◆ **Your goal**
Write out each line of the entries exactly, starting at the first and finishing with the line that contains "use std::fmt;".

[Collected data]
##############################

//! # Fitness
//!
//! Fitness values are maximized. A fitness is created invalid and becomes
//! valid once an evaluator assigns it; structural operators invalidate it
//! again. Problems in the Koza tradition can also record the number of hits
//! (fitness cases solved), which the termination operator can target.

use std::cmp::Ordering;
use std::fmt;

use serde::{Deserialize, Serialize};

#[derive(Debug, Clone, Copy, Default, PartialEq, Serialize, Deserialize)]
pub struct Fitness {
    value: Option<f64>,
    #[serde(default)]
    hits: usize,
}

impl Fitness {
    /// A fitness that has not been evaluated yet.
    pub fn invalid() -> Self {
        Self::default()
    }

    pub fn new(value: f64) -> Self {
        Self {
            value: Some(value),
            hits: 0,
        }
    }

    pub fn with_hits(value: f64, hits: usize) -> Self {
        Self {
            value: Some(value),
            hits,
        }
    }

    pub fn is_valid(&self) -> bool {
        self.value.is_some()
    }

    pub fn value(&self) -> Option<f64> {
        self.value
    }

    /// The value used for comparisons; invalid or NaN fitness ranks lowest.
    pub fn score(&self) -> f64 {
        match self.value {
            Some(value) if !value.is_nan() => value,
            _ => f64::NEG_INFINITY,
        }
    }

    pub fn hits(&self) -> usize {
        self.hits
    }

    pub fn invalidate(&mut self) {
        self.value = None;
        self.hits = 0;
    }

    /// Total order on scores, higher is better.
    pub fn compare(&self, other: &Fitness) -> Ordering {
        self.score()
            .partial_cmp(&other.score())
            .unwrap_or(Ordering::Equal)
    }
}

impl fmt::Display for Fitness {
    fn fmt(&self, f: &mut fmt::Formatter<'_>) -> fmt::Result {
        match self.value {
            Some(value) if self.hits > 0 => write!(f, "{:.6} ({} hits)", value, self.hits),
            Some(value) => write!(f, "{:.6}", value),
            None => write!(f, "invalid"),
        }
    }
}
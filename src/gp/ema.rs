//! # Evolutionary module acquisition
//!
//! Compression freezes a random subtree into a module of the population-wide
//! module vector. Some descendant subtrees of the frozen subtree are kept
//! out of the module and become its arguments: the module body refers to
//! them through argument references, and the individual keeps them as the
//! children of a module invoker that replaces the frozen subtree.
//!
//! Expansion is the inverse: the module body is inlined at an invoker, with
//! every argument reference replaced by the invoker's corresponding child.
//!
//! Neither operation changes what an individual computes, so fitness is
//! kept.

use std::sync::Arc;

use tracing::{debug, warn};

use crate::breeding::Operator;
use crate::error::{BeagleError, Result};
use crate::evolution::Deme;
use crate::gp::context::Context;
use crate::gp::individual::Individual;
use crate::gp::primitive::PrimitiveKind;
use crate::gp::primitives::{Argument, ModuleInvoker};
use crate::gp::tree::{Node, Tree};
use crate::register::{ParameterValue, Register};

pub const COMPRESS_PROBABILITY: &str = "gp.ema.compress.indpb";
pub const EXPAND_PROBABILITY: &str = "gp.ema.expand.indpb";
pub const MAX_ARGS: &str = "gp.ema.maxargs";

/// Whether the subtree at `index` may be frozen: a branch free of argument
/// references and invokers.
fn is_compressible(tree: &Tree, index: usize) -> bool {
    tree.nodes()[index].primitive.arity() > 0
        && tree.subtree(index).iter().all(|node| {
            let kind = node.primitive.kind();
            !kind.is_invoker() && !matches!(kind, PrimitiveKind::Argument(_))
        })
}

/// Compresses a random subtree of `individual` into a new module.
///
/// Returns `false` when no tree holds a compressible subtree.
pub fn compress(
    individual: &mut Individual,
    context: &mut Context,
    max_args: usize,
) -> Result<bool> {
    let candidates: Vec<(usize, usize)> = individual
        .trees
        .iter()
        .enumerate()
        .filter(|(_, tree)| tree.len() >= 2)
        .flat_map(|(tree_index, tree)| {
            (0..tree.len())
                .filter(move |&index| is_compressible(tree, index))
                .map(move |index| (tree_index, index))
        })
        .collect();
    if candidates.is_empty() {
        return Ok(false);
    }
    let (tree_index, root) = candidates[context.rng.roll_index(candidates.len())];
    let tree = &individual.trees[tree_index];
    let end = root + tree.nodes()[root].subtree_size;

    // Pick non-overlapping argument subtrees among the descendants.
    let wanted = context.rng.roll_integer(0, max_args);
    let mut pool: Vec<usize> = (root + 1..end).collect();
    let mut picks = Vec::with_capacity(wanted);
    while picks.len() < wanted && !pool.is_empty() {
        let pick = pool[context.rng.roll_index(pool.len())];
        let pick_end = pick + tree.nodes()[pick].subtree_size;
        pool.retain(|&other| {
            let is_descendant = other >= pick && other < pick_end;
            let is_ancestor = other < pick && pick < other + tree.nodes()[other].subtree_size;
            !is_descendant && !is_ancestor
        });
        picks.push(pick);
    }
    picks.sort_unstable();

    let arg_types: Vec<_> = picks
        .iter()
        .map(|&pick| tree.nodes()[pick].primitive.return_type())
        .collect();

    let mut body = Vec::with_capacity(end - root);
    let mut index = root;
    while index < end {
        match picks.iter().position(|&pick| pick == index) {
            Some(argument) => {
                body.push(Node::new(Arc::new(Argument::typed(
                    argument,
                    arg_types[argument],
                ))));
                index += tree.nodes()[index].subtree_size;
            }
            None => {
                body.push(tree.nodes()[index].clone());
                index += 1;
            }
        }
    }
    let module = Tree::from_nodes(body, tree.primitive_set_index(), picks.len())?;

    let mut replacement = Vec::with_capacity(1 + picks.len());
    let return_type = tree.nodes()[root].primitive.return_type();
    let slot = context.modules_mut().insert(module);
    replacement.push(Node::new(Arc::new(ModuleInvoker::new(
        slot,
        return_type,
        arg_types,
    ))));
    for &pick in &picks {
        replacement.extend_from_slice(tree.subtree(pick));
    }

    individual.trees[tree_index].replace_subtree(root, replacement);
    debug!(
        tree = tree_index,
        node = root,
        module = slot,
        arguments = picks.len(),
        "subtree compressed into module"
    );
    Ok(true)
}

/// Inlines the module called by the module invoker at `index` of tree
/// `tree_index`.
pub fn expand_at(
    individual: &mut Individual,
    context: &Context,
    tree_index: usize,
    index: usize,
) -> Result<bool> {
    let tree = individual
        .trees
        .get(tree_index)
        .ok_or_else(|| BeagleError::Other(format!("no tree {} to expand", tree_index)))?;
    let node = tree.node(index).ok_or(BeagleError::InvalidNode {
        index,
        size: tree.len(),
    })?;
    let PrimitiveKind::Module(slot) = node.primitive.kind() else {
        return Ok(false);
    };
    let Some(module) = context.modules().get(slot) else {
        warn!(module = slot, "invoker refers to an empty module slot");
        return Ok(false);
    };

    let arguments: Vec<&[Node]> = tree
        .children(index)
        .into_iter()
        .map(|child| tree.subtree(child))
        .collect();
    let mut inlined = Vec::with_capacity(module.len());
    for node in module.nodes() {
        match node.primitive.kind() {
            PrimitiveKind::Argument(argument) => {
                let subtree = arguments.get(argument).ok_or_else(|| {
                    BeagleError::Execution(format!(
                        "module {} refers to ARG{} but is called with {} arguments",
                        slot,
                        argument,
                        arguments.len()
                    ))
                })?;
                inlined.extend_from_slice(subtree);
            }
            _ => inlined.push(node.clone()),
        }
    }

    individual.trees[tree_index].replace_subtree(index, inlined);
    Ok(true)
}

/// Inlines a random module call of `individual`. Returns `false` when the
/// individual calls no module.
pub fn expand(individual: &mut Individual, context: &mut Context) -> Result<bool> {
    let invokers: Vec<(usize, usize)> = individual
        .trees
        .iter()
        .enumerate()
        .flat_map(|(tree_index, tree)| {
            tree.nodes()
                .iter()
                .enumerate()
                .filter(|(_, node)| matches!(node.primitive.kind(), PrimitiveKind::Module(_)))
                .map(move |(index, _)| (tree_index, index))
        })
        .collect();
    if invokers.is_empty() {
        return Ok(false);
    }
    let (tree_index, index) = invokers[context.rng.roll_index(invokers.len())];
    expand_at(individual, context, tree_index, index)
}

#[derive(Debug, Clone, Copy, PartialEq, Eq)]
enum EmaKind {
    Compress,
    Expand,
}

/// `GP-EMACompressOp` and `GP-EMAExpandOp`.
#[derive(Debug, Clone)]
pub struct EmaOp {
    kind: EmaKind,
    probability: f64,
    max_args: usize,
}

impl EmaOp {
    pub fn compress() -> Self {
        Self {
            kind: EmaKind::Compress,
            probability: 0.05,
            max_args: 3,
        }
    }

    pub fn expand() -> Self {
        Self {
            kind: EmaKind::Expand,
            ..Self::compress()
        }
    }
}

impl Operator for EmaOp {
    fn name(&self) -> &str {
        match self.kind {
            EmaKind::Compress => "GP-EMACompressOp",
            EmaKind::Expand => "GP-EMAExpandOp",
        }
    }

    fn initialize(&mut self, register: &mut Register) -> Result<()> {
        match self.kind {
            EmaKind::Compress => {
                register.declare(
                    COMPRESS_PROBABILITY,
                    ParameterValue::Float(0.05),
                    "probability that an individual has a subtree compressed into a module",
                );
                register.declare(
                    MAX_ARGS,
                    ParameterValue::Int(3),
                    "maximum number of arguments of a new module",
                );
                self.probability = register.probability(COMPRESS_PROBABILITY)?;
                self.max_args = register.uint(MAX_ARGS)?;
            }
            EmaKind::Expand => {
                register.declare(
                    EXPAND_PROBABILITY,
                    ParameterValue::Float(0.05),
                    "probability that an individual has a module call inlined",
                );
                self.probability = register.probability(EXPAND_PROBABILITY)?;
            }
        }
        Ok(())
    }

    fn operate(&mut self, deme: &mut Deme, context: &mut Context) -> Result<()> {
        let mut changed = 0;
        for individual in deme.population.iter_mut() {
            if !context.rng.flip(self.probability) {
                continue;
            }
            let done = match self.kind {
                EmaKind::Compress => compress(individual, context, self.max_args)?,
                EmaKind::Expand => expand(individual, context)?,
            };
            if done {
                changed += 1;
            }
        }
        debug!(
            operator = self.name(),
            changed,
            modules = context.modules().occupied(),
            "module acquisition done"
        );
        Ok(())
    }
}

##############################

◆ **Answer for the task**
//! # Fitness
//!
//! Fitness values are maximized. A fitness is created invalid and becomes
//! valid once an evaluator assigns it; structural operators invalidate it
//! again. Problems in the Koza tradition can also record the number of hits
//! (fitness cases solved), which the termination operator can target.

use std::cmp::Ordering;
use std::fmt;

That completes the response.